So how does the neurotoxin that makes botulism so deadly
work? Clostridium bacteria produce several protein compounds with similar
structures and molecular weights, consisting of two chains of amino acids—one
small and one large. These two amino acid chains are linked together by a
covalent bond between two sulfur atoms, one in each chain. The botulinum toxin proteins
bind to nerve endings where they join muscles, blocking the neurotransmitter acetylcholine,
which ordinarily causes muscle contractions. This blockage is permanent,
paralyzing the muscle until a new nerve ending forms a synaptic connection with
it. Because the process of forming new neuromuscular junctions takes at least 2
or 3 months, the affected muscle will often atrophy in the meantime, causing the
long-term side effects that plague botulism survivors.
Ironically, the very mechanisms that make botulinum toxin so
dangerous give it a wide range of beneficial medical applications. When
botulinum toxin is administered in small, controlled doses, its
muscle-contraction preventing effects make it a viable treatment for neck
dystonia, sustained involuntary eyelid closure, chronic migraines, neurogenic
bladder dysfunction, and other conditions caused by involuntary muscle
movements. In popular culture and tabloid media, Botox’s serious medical
applications are often overshadowed by its cosmetic notoriety: smoothing out
wrinkles. Cosmetic Botox inhibits the neuromuscular activity that leads to
wrinkles, relaxing the surrounding skin. Seeming to reverse one of the telltale
signs of aging may have given botulinum toxin its Hollywood appeal, but its wide
ranging pharmaceutical uses are what continue to fascinate research scientists.

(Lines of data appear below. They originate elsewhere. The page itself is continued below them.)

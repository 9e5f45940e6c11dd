use crate::common::{Codes, Request};
use crate::config::Configuration;
use crate::error::AppError;
use crate::media::{FsMediaLoader, MediaLoader};
use crate::response::{FetchContext, ItemState, ModuleInfo, ModuleResponse, ResponseItem};
use indexmap::IndexMap;
use std::collections::VecDeque;
use std::sync::Arc;
use std::time::Duration;
use tokio::runtime::Handle;
use tracing::{debug, info, instrument};
use uuid::Uuid;

/// The module specific part of a drive cycle.
pub trait ItemProcessor: Send {
    /// Called before any item of a drive cycle is processed.
    fn begin_cycle(&mut self) {}

    /// Runs the module on an item that is ready. Failures are recorded on
    /// the item's code; the orchestrator finalises the item afterwards.
    fn process_item(&mut self, item: &Arc<ResponseItem>);

    /// Module-level diagnostic for the cycle that just ran.
    fn end_cycle(&mut self) -> Codes {
        Codes::Success
    }

    /// Called once before [`ModuleOrchestrator::drain`] runs its cycles.
    fn begin_run(&mut self) {}

    /// Module-level diagnostic for a whole drain. `cycles` is the first
    /// non-success code any of its cycles reported.
    fn end_run(&mut self, cycles: Codes) -> Codes {
        cycles
    }
}

/// Result of one drive cycle.
#[derive(Debug, Default)]
pub struct CycleOutcome {
    /// Items finished during this call, in admission order.
    pub responses: Vec<ModuleResponse>,
    pub code: Codes,
    /// Requests waiting for room in the working set.
    pub pending: usize,
    /// Admitted items that are not finished yet.
    pub in_flight: usize,
}

impl CycleOutcome {
    pub fn is_idle(&self) -> bool {
        self.pending == 0 && self.in_flight == 0
    }
}

/// Owns the working set and drives its items through fetch and processing.
///
/// Each call to [`ModuleOrchestrator::process`] advances every admitted item
/// by at most one phase and never blocks on a fetch, so callers poll it until
/// [`CycleOutcome::is_idle`]. Taking `&mut self` keeps drive cycles
/// sequential.
pub struct ModuleOrchestrator<P> {
    processor: P,
    fetch: FetchContext,
    module: ModuleInfo,
    buffer_size: usize,
    concurrency_enabled: bool,
    fetch_timeout: Duration,
    pending: VecDeque<Request>,
    working_set: IndexMap<Uuid, Arc<ResponseItem>>,
}

impl<P: ItemProcessor> ModuleOrchestrator<P> {
    pub fn builder(configuration: Configuration) -> ModuleOrchestratorBuilder {
        ModuleOrchestratorBuilder::new(configuration)
    }

    pub fn module(&self) -> &ModuleInfo {
        &self.module
    }

    pub fn processor(&self) -> &P {
        &self.processor
    }

    pub fn pending(&self) -> usize {
        self.pending.len()
    }

    pub fn in_flight(&self) -> usize {
        self.working_set.len()
    }

    /// Runs one drive cycle over `requests` plus everything already queued.
    #[instrument(skip(self, requests), fields(incoming = requests.len()))]
    pub fn process(&mut self, requests: Vec<Request>) -> CycleOutcome {
        self.pending.extend(requests);
        self.admit();

        self.processor.begin_cycle();
        self.dispatch_fetches();
        let responses = self.dispatch_processing();
        let code = self.processor.end_cycle();

        debug!(
            "Cycle finished {} items, {} in flight, {} pending",
            responses.len(),
            self.working_set.len(),
            self.pending.len()
        );
        CycleOutcome {
            responses,
            code,
            pending: self.pending.len(),
            in_flight: self.working_set.len(),
        }
    }

    /// Polls drive cycles until every submitted request is finished. The
    /// returned code covers the whole run, not its last cycle.
    pub async fn drain(
        &mut self,
        requests: Vec<Request>,
        poll_interval: Duration,
    ) -> CycleOutcome {
        self.processor.begin_run();
        let mut total = self.process(requests);
        while !total.is_idle() {
            tokio::time::sleep(poll_interval).await;
            let cycle = self.process(Vec::new());
            total.responses.extend(cycle.responses);
            if total.code.is_success() {
                total.code = cycle.code;
            }
            total.pending = cycle.pending;
            total.in_flight = cycle.in_flight;
        }
        total.code = self.processor.end_run(total.code);
        total
    }

    fn admit(&mut self) {
        while self.working_set.len() < self.buffer_size {
            let Some(request) = self.pending.pop_front() else {
                break;
            };
            let item = ResponseItem::new(request);
            if self.concurrency_enabled {
                item.enable();
            }
            debug!("Admitted {} as {}", item.url(), item.id());
            self.working_set.insert(item.id(), Arc::new(item));
        }
    }

    // Pass 1: claim every item still waiting and start its fetch. A failed
    // claim means the item is already being fetched.
    fn dispatch_fetches(&mut self) {
        for item in self.working_set.values() {
            if !item.is_to_be_processed() {
                continue;
            }
            if !item.try_set_state(ItemState::PreparingToBeProcessed) {
                continue;
            }
            item.start_fetch(&self.fetch);
        }
    }

    // Pass 2: finalise failed or stale items and process the ready ones.
    // Items still fetching are skipped until a later cycle.
    fn dispatch_processing(&mut self) -> Vec<ModuleResponse> {
        let mut finished = Vec::new();
        for (id, item) in &self.working_set {
            if item.check_timeout(self.fetch_timeout) {
                finished.push(*id);
                continue;
            }
            if !item.code().is_success() {
                item.try_set_state(ItemState::Processed);
                finished.push(*id);
                continue;
            }
            if !item.is_ready_to_be_processed() {
                continue;
            }
            if !item.try_set_state(ItemState::BeingProcessed) {
                continue;
            }
            self.processor.process_item(item);
            item.try_set_state(ItemState::Processed);
            finished.push(*id);
        }

        finished
            .into_iter()
            .filter_map(|id| self.working_set.shift_remove(&id))
            .map(|item| {
                info!("Finished {} with {}", item.url(), item.code());
                item.to_response(&self.module)
            })
            .collect()
    }
}

/// Builds a [`ModuleOrchestrator`] from a [`Configuration`]; each setter
/// overrides the configured value.
pub struct ModuleOrchestratorBuilder {
    configuration: Configuration,
    fetch_timeout: Option<Duration>,
    loader: Option<Arc<dyn MediaLoader>>,
    runtime: Option<Handle>,
}

impl ModuleOrchestratorBuilder {
    pub fn new(configuration: Configuration) -> Self {
        Self {
            configuration,
            fetch_timeout: None,
            loader: None,
            runtime: None,
        }
    }

    pub fn buffer_size(mut self, buffer_size: usize) -> Self {
        self.configuration.buffer_size = buffer_size;
        self
    }

    pub fn concurrency_enabled(mut self, concurrency_enabled: bool) -> Self {
        self.configuration.concurrency_enabled = concurrency_enabled;
        self
    }

    pub fn fetch_timeout(mut self, fetch_timeout: Duration) -> Self {
        self.fetch_timeout = Some(fetch_timeout);
        self
    }

    pub fn loader(mut self, loader: Arc<dyn MediaLoader>) -> Self {
        self.loader = Some(loader);
        self
    }

    /// Runtime used for background fetches; defaults to the current one.
    pub fn runtime(mut self, runtime: Handle) -> Self {
        self.runtime = Some(runtime);
        self
    }

    pub fn build<P: ItemProcessor>(
        self,
        processor: P,
    ) -> Result<ModuleOrchestrator<P>, AppError> {
        self.configuration.validate()?;
        let configuration = self.configuration;

        let runtime = if configuration.concurrency_enabled {
            match self.runtime {
                Some(runtime) => Some(runtime),
                None => {
                    let current =
                        Handle::try_current().map_err(|e| AppError::Runtime(e.to_string()))?;
                    Some(current)
                }
            }
        } else {
            None
        };
        let loader = self
            .loader
            .unwrap_or_else(|| Arc::new(FsMediaLoader::new(configuration.frame_directory_fps)));

        info!(
            "Creating orchestrator with buffer_size: {}, concurrency: {}",
            configuration.buffer_size, configuration.concurrency_enabled
        );
        Ok(ModuleOrchestrator {
            processor,
            fetch: FetchContext::new(loader, runtime),
            module: configuration.module_info(),
            buffer_size: configuration.buffer_size,
            concurrency_enabled: configuration.concurrency_enabled,
            fetch_timeout: self
                .fetch_timeout
                .unwrap_or_else(|| configuration.fetch_timeout()),
            pending: VecDeque::new(),
            working_set: IndexMap::new(),
        })
    }
}
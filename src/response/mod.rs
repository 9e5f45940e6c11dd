pub mod fetch;
pub mod item;
pub mod state;

pub use fetch::FetchContext;
pub use item::ResponseItem;
pub use state::ItemState;

use crate::common::{Codes, FrameAnnotation};
use chrono::{DateTime, Utc};
use serde::Serialize;
use uuid::Uuid;

/// Identifies the module that produced a response.
#[derive(Debug, Clone, PartialEq, Eq, Serialize)]
pub struct ModuleInfo {
    pub name: String,
    pub version: String,
}

impl ModuleInfo {
    pub fn new(name: impl Into<String>, version: impl Into<String>) -> Self {
        Self {
            name: name.into(),
            version: version.into(),
        }
    }
}

/// What the caller gets back once an item is finished.
#[derive(Debug, Clone, Serialize)]
pub struct ModuleResponse {
    pub id: Uuid,
    pub module: ModuleInfo,
    pub url: String,
    pub sample_rate: f64,
    pub code: Codes,
    pub width: Option<u32>,
    pub height: Option<u32>,
    pub tstamps_processed: Vec<f64>,
    pub frame_annotations: Vec<FrameAnnotation>,
    pub completed_at: DateTime<Utc>,
}
use super::state::ItemState;
use super::{ModuleInfo, ModuleResponse};
use crate::common::request::push_region;
use crate::common::{Codes, FrameAnnotation, Region, Request};
use crate::media::{FrameStream, MediaSource};
use chrono::Utc;
use std::sync::atomic::{AtomicBool, AtomicU8, Ordering};
use std::sync::{Mutex, MutexGuard, PoisonError};
use std::time::{Duration, Instant};
use tracing::{info, warn};
use uuid::Uuid;

/// One request's unit of work.
///
/// The state is an atomic tag next to a `managed` flag. While unmanaged
/// (bypass mode) every transition succeeds without changing anything and
/// every readiness query except [`ResponseItem::is_irrelevant`] answers
/// `true`, so callers behave as if each gate were already passed.
///
/// Everything else the fetch task and the orchestrator share lives behind
/// `data`; that lock is never held across media I/O.
pub struct ResponseItem {
    id: Uuid,
    request: Request,
    managed: AtomicBool,
    state: AtomicU8,
    code: AtomicU8,
    data: Mutex<ItemData>,
}

pub(crate) struct ItemData {
    pub(crate) media: Option<Box<dyn MediaSource>>,
    pub(crate) frames: Option<FrameStream>,
    pub(crate) width: Option<u32>,
    pub(crate) height: Option<u32>,
    pub(crate) tstamps_processed: Vec<f64>,
    pub(crate) frame_annotations: Vec<FrameAnnotation>,
    pub(crate) fetch_started: Option<Instant>,
}

impl ResponseItem {
    pub fn new(request: Request) -> Self {
        let frame_annotations = request
            .prev_response
            .as_ref()
            .map(|prior| prior.frame_annotations.clone())
            .unwrap_or_default();
        Self {
            id: Uuid::new_v4(),
            request,
            managed: AtomicBool::new(false),
            state: AtomicU8::new(ItemState::Irrelevant as u8),
            code: AtomicU8::new(Codes::Success as u8),
            data: Mutex::new(ItemData {
                media: None,
                frames: None,
                width: None,
                height: None,
                tstamps_processed: Vec::new(),
                frame_annotations,
                fetch_started: None,
            }),
        }
    }

    /// Attaches already retrieved media; the fetch will not load it again.
    pub fn with_media(self, media: Box<dyn MediaSource>) -> Self {
        self.data().media = Some(media);
        self
    }

    pub fn id(&self) -> Uuid {
        self.id
    }

    pub fn url(&self) -> &str {
        &self.request.url
    }

    pub fn sample_rate(&self) -> f64 {
        self.request.sample_rate
    }

    pub fn request(&self) -> &Request {
        &self.request
    }

    pub(crate) fn data(&self) -> MutexGuard<'_, ItemData> {
        self.data.lock().unwrap_or_else(PoisonError::into_inner)
    }

    pub fn is_managed(&self) -> bool {
        self.managed.load(Ordering::Acquire)
    }

    /// Moves the item into the managed lifecycle.
    pub fn enable(&self) {
        self.managed.store(true, Ordering::Release);
        if self.transition(ItemState::Irrelevant, ItemState::ToBeProcessed) {
            info!(
                "From {} to {}.{}",
                ItemState::Irrelevant,
                ItemState::ToBeProcessed,
                self.url()
            );
        }
    }

    pub fn state(&self) -> ItemState {
        if !self.is_managed() {
            return ItemState::Irrelevant;
        }
        ItemState::from_u8(self.state.load(Ordering::Acquire))
    }

    pub fn is_state(&self, state: ItemState) -> bool {
        if state == ItemState::Irrelevant {
            return self.state() == ItemState::Irrelevant;
        }
        !self.is_managed() || self.state() == state
    }

    pub fn is_irrelevant(&self) -> bool {
        self.is_state(ItemState::Irrelevant)
    }

    pub fn is_to_be_processed(&self) -> bool {
        self.is_state(ItemState::ToBeProcessed)
    }

    pub fn is_preparing_to_be_processed(&self) -> bool {
        self.is_state(ItemState::PreparingToBeProcessed)
    }

    pub fn is_ready_to_be_processed(&self) -> bool {
        self.is_state(ItemState::ReadyToBeProcessed)
    }

    pub fn is_being_processed(&self) -> bool {
        self.is_state(ItemState::BeingProcessed)
    }

    pub fn is_already_processed(&self) -> bool {
        self.is_state(ItemState::Processed)
    }

    /// Sets `state` and reports whether this call changed it. Racing callers
    /// with the same target see exactly one `true`.
    pub fn try_set_state(&self, state: ItemState) -> bool {
        if !self.is_managed() {
            return true;
        }
        let previous = ItemState::from_u8(self.state.swap(state as u8, Ordering::AcqRel));
        if previous == state {
            return false;
        }
        info!("From {} to {}.{}", previous, state, self.url());
        true
    }

    /// Compare-and-set from `from` to `to`; used where a write must not land
    /// on an item that has already moved on.
    pub(crate) fn transition(&self, from: ItemState, to: ItemState) -> bool {
        if !self.is_managed() {
            return true;
        }
        self.state
            .compare_exchange(from as u8, to as u8, Ordering::AcqRel, Ordering::Acquire)
            .is_ok()
    }

    pub fn code(&self) -> Codes {
        Codes::from_u8(self.code.load(Ordering::Acquire))
    }

    /// Records a failure. The first failure sticks and `Success` is never
    /// written back.
    pub fn set_code(&self, code: Codes) -> bool {
        if code.is_success() {
            return false;
        }
        self.code
            .compare_exchange(
                Codes::Success as u8,
                code as u8,
                Ordering::AcqRel,
                Ordering::Acquire,
            )
            .is_ok()
    }

    pub(crate) fn force_code(&self, code: Codes) {
        if !code.is_success() {
            self.code.store(code as u8, Ordering::Release);
        }
    }

    /// Reclaims an item whose fetch has been running longer than
    /// `max_lifetime`. The fetch task itself is left running.
    pub fn check_timeout(&self, max_lifetime: Duration) -> bool {
        if !self.is_managed() || self.state() != ItemState::PreparingToBeProcessed {
            return false;
        }
        let Some(started) = self.data().fetch_started else {
            return false;
        };
        let lifetime = started.elapsed();
        if lifetime <= max_lifetime {
            return false;
        }
        if !self.transition(ItemState::PreparingToBeProcessed, ItemState::Processed) {
            return false;
        }
        info!("lifetime: {:?} for {}", lifetime, self.url());
        warn!("{}", Codes::ErrorTimeout);
        self.force_code(Codes::ErrorTimeout);
        true
    }

    pub fn dimensions(&self) -> Option<(u32, u32)> {
        let data = self.data();
        data.width.zip(data.height)
    }

    /// Takes the frame stream; it can only be consumed once.
    pub fn take_frames(&self) -> Option<FrameStream> {
        self.data().frames.take()
    }

    pub fn has_frame_annotations(&self) -> bool {
        self.request
            .prev_response
            .as_ref()
            .is_some_and(|prior| !prior.frame_annotations.is_empty())
    }

    /// Regions the previous response recorded at `tstamp`.
    pub fn prior_regions_at(&self, tstamp: f64) -> Option<&[Region]> {
        self.request
            .prev_response
            .as_ref()?
            .frame_annotations
            .iter()
            .find(|annotation| annotation.matches_tstamp(tstamp))
            .map(|annotation| annotation.regions.as_slice())
    }

    pub fn record_tstamp(&self, tstamp: f64) {
        self.data().tstamps_processed.push(tstamp);
    }

    pub fn tstamps_processed(&self) -> Vec<f64> {
        self.data().tstamps_processed.clone()
    }

    /// Adds a region produced by this module at `tstamp`.
    pub fn add_region(&self, tstamp: f64, region: Region) {
        push_region(&mut self.data().frame_annotations, tstamp, region);
    }

    pub(crate) fn to_response(&self, module: &ModuleInfo) -> ModuleResponse {
        let mut data = self.data();
        ModuleResponse {
            id: self.id,
            module: module.clone(),
            url: self.request.url.clone(),
            sample_rate: self.request.sample_rate,
            code: self.code(),
            width: data.width,
            height: data.height,
            tstamps_processed: std::mem::take(&mut data.tstamps_processed),
            frame_annotations: std::mem::take(&mut data.frame_annotations),
            completed_at: Utc::now(),
        }
    }
}

impl std::fmt::Debug for ResponseItem {
    fn fmt(&self, f: &mut std::fmt::Formatter<'_>) -> std::fmt::Result {
        f.debug_struct("ResponseItem")
            .field("id", &self.id)
            .field("url", &self.request.url)
            .field("state", &self.state())
            .field("code", &self.code())
            .finish()
    }
}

In a nutshell, the molecule botulinum toxin is a toxic
protein made by clostridium botulinum bacteria. In measured amounts, the toxic
protein is marketed as Botox for pharmaceutical uses. When uncontrolled doses
of the bacteria are ingested, however, Clostridium botulinum can result in
deadly cases of muscle paralysis called botulism.
If you are intrigued by the terrible beauty of such a versatile molecule as botulinum toxin, come to Marin Science Seminar on September 30th, at Terra Linda High School, 320 Nova Albion Way, in Room 207 from 7:30 to 8:30 pm, when bioanalysis and pharmacology expert Dr. Erik Foehr will discuss his research on botulinum toxin.
If you are intrigued by the terrible beauty of such a versatile molecule as botulinum toxin, come to Marin Science Seminar on September 30th, at Terra Linda High School, 320 Nova Albion Way, in Room 207 from 7:30 to 8:30 pm, when bioanalysis and pharmacology expert Dr. Erik Foehr will discuss his research on botulinum toxin.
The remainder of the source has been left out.